Sur ce point, l'Office constate que les terrains en question se trouvent dans le lit majeur du ruisseau Junction. L'Office constate aussi que les parties conviennent qu'il y a eu un développement important en amont de ces terrains au fil des ans, ce qui a amené plus d'eau de ruissellement dans le bassin hydrologique du ruisseau Junction. L'Office juge que ce développement en amont et les remous en aval des ouvrages de la compagnie de chemin de fer contribuent à amener plus d'eau sur le terrain au nord du chemin de fer.

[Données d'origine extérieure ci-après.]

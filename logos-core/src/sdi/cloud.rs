//! Facade for cloud providers whose budget is reported in rate-limit headers.

use std::collections::HashMap;
use std::time::Duration;

use async_trait::async_trait;
use chrono::{DateTime, Utc};
use tokio::sync::Mutex;
use tokio::time::Instant;
use tracing::{debug, info};

use super::{RequestRecord, SchedulingDataInterface};
use crate::error::SdiError;
use crate::types::{
    Capacity, CloudCapacity, DeploymentMetadata, ModelStatus, Priority, ProviderKind, RequestId,
    RequestMetrics,
};

/// Remaining requests at or below which a deployment reports no capacity
pub const DEFAULT_CAPACITY_THRESHOLD: u64 = 10;

const REMAINING_REQUESTS: &str = "x-ratelimit-remaining-requests";
const REMAINING_TOKENS: &str = "x-ratelimit-remaining-tokens";
const LIMIT_REQUESTS: &str = "x-ratelimit-limit-requests";
const LIMIT_TOKENS: &str = "x-ratelimit-limit-tokens";

/// Provider-level configuration for a cloud provider
#[derive(Debug, Clone)]
pub struct CloudProviderConfig {
    pub provider_id: u64,
    pub name: String,
    pub capacity_threshold: u64,
}

impl CloudProviderConfig {
    pub fn new(provider_id: u64, name: impl Into<String>) -> Self {
        Self { provider_id, name: name.into(), capacity_threshold: DEFAULT_CAPACITY_THRESHOLD }
    }

    pub fn with_capacity_threshold(mut self, threshold: u64) -> Self {
        self.capacity_threshold = threshold;
        self
    }
}

/// Rate-limit values parsed from one response
#[derive(Debug, Clone, Copy, Default, PartialEq, Eq)]
pub struct RateLimitHeaders {
    pub remaining_requests: Option<u64>,
    pub remaining_tokens: Option<u64>,
    pub limit_requests: Option<u64>,
    pub limit_tokens: Option<u64>,
}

L'Office estime que la preuve n'est pas suffisante pour démontrer que les ponceaux au point milliaire 4,0 ont causé l'inondation des terrains en amont du pont sur chevalets au point milliaire 3,5. L'Office est conscient des allégations d'inondation des terrains en question et des environs, mais estime qu'il y a peu d'éléments de preuve, sinon aucun, qui indique que l'inondation de ces terrains est en fait imputable aux trois ouvrages de la compagnie de chemin de fer. L'Office a notamment examiné la preuve de la CCDN, l'autorité locale experte en la matière, qui montre que même la crue centenaire reste dans le chenal du ruisseau.

Le plaignant a aussi déclaré qu'il agissait en qualité de mandataire d'Alfia et d'Erika Taus. L'Office constate que les terrains des Taus se trouvent au nord du chemin de fer, entre les points milliaires 3,5 et 4,0. D'après les cartes des niveaux des crues et des remblais qui ont été déposées, ces terrains, comme ceux de M. Temelini, se trouvent au-dessus de la limite de la crue centenaire. L'Office n'est donc pas convaincu qu'un préjudice a été causé à ces terrains par suite de l'insuffisance du drainage.

CONCLUSION

Par conséquent, l'Office conclut que le drainage assuré par le CN est suffisant pour l'écoulement des eaux des terrains que le plaignant a mentionnés dans la présente procédure. L'Office rejette donc la demande du plaignant voulant que l'Office ordonne au CN de modifier ses ouvrages situés dans le secteur Ponderosa.

Aux termes de l'article 212 de la Loi sur les chemins de fer, le plaignant a aussi demandé à l'Office de fixer une indemnité pour les dommages subis par suite du préjudice causé à ses terrains. Pour envisager une indemnité, l'Office doit être convaincu qu'un préjudice a été causé aux terrains du plaignant par suite de l'insuffisance du drainage pour l'écoulement des eaux de ces terrains. Compte tenu de ce qui précède, l'Office rejette la demande d'indemnité du plaignant.